**TRY IT**
State the number of lines in the following data that include the word "refresh", with no other text.

Dataset entries

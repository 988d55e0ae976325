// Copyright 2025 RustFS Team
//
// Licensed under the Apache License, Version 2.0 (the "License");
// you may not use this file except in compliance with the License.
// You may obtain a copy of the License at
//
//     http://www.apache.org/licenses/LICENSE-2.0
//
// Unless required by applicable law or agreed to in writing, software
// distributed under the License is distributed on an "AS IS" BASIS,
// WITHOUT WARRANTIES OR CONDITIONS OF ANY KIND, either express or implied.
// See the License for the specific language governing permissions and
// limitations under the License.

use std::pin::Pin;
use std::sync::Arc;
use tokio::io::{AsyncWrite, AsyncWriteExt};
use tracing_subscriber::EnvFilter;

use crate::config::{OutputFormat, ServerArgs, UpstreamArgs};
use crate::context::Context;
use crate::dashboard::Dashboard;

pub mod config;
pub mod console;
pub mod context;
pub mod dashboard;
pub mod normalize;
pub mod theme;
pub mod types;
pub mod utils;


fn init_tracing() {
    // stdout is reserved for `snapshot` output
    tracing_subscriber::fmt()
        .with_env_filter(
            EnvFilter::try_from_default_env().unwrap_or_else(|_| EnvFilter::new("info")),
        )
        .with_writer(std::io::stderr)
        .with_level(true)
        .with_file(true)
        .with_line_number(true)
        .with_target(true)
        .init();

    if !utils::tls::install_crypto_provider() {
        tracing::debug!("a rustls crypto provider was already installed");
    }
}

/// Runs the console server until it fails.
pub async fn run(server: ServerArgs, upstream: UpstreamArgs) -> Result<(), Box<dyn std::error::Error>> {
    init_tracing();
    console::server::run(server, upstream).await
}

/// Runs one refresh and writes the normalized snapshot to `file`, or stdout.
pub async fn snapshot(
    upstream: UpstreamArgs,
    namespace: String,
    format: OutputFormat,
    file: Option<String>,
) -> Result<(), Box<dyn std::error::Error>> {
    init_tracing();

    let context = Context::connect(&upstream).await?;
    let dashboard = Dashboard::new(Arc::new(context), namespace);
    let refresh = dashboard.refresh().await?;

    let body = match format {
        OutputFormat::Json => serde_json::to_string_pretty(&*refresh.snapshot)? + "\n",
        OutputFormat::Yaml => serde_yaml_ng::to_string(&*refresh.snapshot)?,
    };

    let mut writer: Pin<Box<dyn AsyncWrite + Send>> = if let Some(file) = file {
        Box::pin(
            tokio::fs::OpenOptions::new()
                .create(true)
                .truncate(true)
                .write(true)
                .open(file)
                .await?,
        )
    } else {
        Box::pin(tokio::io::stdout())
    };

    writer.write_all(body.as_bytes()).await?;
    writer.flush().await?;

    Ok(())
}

...

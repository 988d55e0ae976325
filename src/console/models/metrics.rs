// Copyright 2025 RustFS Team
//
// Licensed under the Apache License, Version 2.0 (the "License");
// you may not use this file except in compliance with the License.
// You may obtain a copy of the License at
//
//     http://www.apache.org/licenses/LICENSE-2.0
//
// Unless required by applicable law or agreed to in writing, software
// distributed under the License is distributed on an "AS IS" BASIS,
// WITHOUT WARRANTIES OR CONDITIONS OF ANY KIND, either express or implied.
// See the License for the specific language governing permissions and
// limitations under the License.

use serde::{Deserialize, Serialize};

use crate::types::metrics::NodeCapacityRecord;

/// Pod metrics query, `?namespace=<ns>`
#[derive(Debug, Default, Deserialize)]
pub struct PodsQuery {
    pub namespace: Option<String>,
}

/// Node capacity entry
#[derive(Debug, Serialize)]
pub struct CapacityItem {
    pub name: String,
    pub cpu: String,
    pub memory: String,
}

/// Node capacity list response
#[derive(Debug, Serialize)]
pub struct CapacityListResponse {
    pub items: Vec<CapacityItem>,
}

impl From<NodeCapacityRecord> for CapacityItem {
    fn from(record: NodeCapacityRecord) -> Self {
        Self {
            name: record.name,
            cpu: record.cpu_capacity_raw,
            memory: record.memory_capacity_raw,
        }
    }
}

---

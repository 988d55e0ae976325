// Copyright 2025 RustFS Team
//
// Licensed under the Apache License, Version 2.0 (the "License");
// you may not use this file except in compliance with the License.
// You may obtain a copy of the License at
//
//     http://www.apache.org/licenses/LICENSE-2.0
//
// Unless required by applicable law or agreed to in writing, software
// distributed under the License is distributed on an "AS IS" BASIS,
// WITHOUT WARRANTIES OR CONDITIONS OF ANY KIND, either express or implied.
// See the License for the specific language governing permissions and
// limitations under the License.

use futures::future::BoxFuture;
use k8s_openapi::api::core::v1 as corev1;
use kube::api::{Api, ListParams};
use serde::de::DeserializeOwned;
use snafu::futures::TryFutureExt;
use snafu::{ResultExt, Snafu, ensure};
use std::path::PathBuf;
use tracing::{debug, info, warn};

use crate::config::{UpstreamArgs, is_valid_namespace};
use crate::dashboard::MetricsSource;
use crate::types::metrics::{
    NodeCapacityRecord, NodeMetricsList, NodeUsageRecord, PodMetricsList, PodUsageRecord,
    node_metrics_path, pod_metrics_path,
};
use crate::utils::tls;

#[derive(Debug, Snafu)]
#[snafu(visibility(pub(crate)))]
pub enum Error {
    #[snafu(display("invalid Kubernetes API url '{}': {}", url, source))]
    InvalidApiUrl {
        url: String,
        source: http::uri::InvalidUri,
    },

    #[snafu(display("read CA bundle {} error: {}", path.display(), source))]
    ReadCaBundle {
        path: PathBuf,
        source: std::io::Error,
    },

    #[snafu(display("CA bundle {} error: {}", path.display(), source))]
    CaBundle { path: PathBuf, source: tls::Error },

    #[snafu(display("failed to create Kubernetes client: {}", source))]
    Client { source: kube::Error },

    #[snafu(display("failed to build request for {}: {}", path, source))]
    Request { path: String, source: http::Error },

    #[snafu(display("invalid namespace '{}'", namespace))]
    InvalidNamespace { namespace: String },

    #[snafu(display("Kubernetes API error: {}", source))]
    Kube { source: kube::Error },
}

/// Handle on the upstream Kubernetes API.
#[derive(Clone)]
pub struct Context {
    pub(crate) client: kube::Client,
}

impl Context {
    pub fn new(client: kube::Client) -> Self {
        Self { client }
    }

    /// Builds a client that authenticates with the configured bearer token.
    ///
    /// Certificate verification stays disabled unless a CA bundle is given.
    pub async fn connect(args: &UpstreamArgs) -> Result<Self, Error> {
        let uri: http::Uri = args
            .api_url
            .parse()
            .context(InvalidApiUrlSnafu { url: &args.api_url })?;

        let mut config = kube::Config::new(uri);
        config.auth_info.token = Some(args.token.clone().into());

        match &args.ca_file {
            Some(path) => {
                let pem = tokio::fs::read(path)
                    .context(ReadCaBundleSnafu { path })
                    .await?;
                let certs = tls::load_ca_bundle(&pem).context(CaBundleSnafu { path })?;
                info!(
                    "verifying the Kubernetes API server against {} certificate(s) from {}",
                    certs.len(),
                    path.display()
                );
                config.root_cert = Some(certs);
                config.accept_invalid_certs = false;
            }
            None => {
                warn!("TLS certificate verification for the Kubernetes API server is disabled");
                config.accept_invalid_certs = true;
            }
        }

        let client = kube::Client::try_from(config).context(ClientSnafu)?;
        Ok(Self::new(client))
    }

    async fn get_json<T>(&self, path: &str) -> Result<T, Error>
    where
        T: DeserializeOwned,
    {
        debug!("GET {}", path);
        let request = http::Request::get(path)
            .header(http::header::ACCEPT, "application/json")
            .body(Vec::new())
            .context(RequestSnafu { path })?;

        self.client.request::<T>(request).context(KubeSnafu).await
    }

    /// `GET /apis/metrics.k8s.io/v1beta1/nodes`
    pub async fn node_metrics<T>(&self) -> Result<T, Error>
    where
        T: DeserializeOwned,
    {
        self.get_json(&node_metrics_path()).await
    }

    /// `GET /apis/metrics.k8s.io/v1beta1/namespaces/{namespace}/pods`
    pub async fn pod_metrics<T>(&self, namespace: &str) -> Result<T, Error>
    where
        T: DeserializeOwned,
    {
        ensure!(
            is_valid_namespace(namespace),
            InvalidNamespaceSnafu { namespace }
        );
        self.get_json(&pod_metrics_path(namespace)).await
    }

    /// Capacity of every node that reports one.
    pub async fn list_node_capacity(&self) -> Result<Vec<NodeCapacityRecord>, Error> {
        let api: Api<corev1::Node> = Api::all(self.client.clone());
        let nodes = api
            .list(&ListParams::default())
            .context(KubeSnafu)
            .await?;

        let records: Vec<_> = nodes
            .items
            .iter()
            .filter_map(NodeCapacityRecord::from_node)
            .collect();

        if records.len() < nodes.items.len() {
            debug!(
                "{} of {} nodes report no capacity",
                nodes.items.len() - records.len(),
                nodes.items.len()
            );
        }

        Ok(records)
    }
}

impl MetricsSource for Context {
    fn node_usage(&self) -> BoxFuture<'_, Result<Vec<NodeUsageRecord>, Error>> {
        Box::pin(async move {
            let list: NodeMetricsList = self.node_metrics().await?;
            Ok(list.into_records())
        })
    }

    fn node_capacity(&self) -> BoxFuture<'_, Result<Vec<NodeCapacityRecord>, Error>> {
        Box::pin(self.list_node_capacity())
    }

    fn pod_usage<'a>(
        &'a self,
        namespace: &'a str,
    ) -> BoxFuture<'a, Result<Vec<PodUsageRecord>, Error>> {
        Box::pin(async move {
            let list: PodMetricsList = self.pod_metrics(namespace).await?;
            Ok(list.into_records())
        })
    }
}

**EXERCISE ANSWER**
4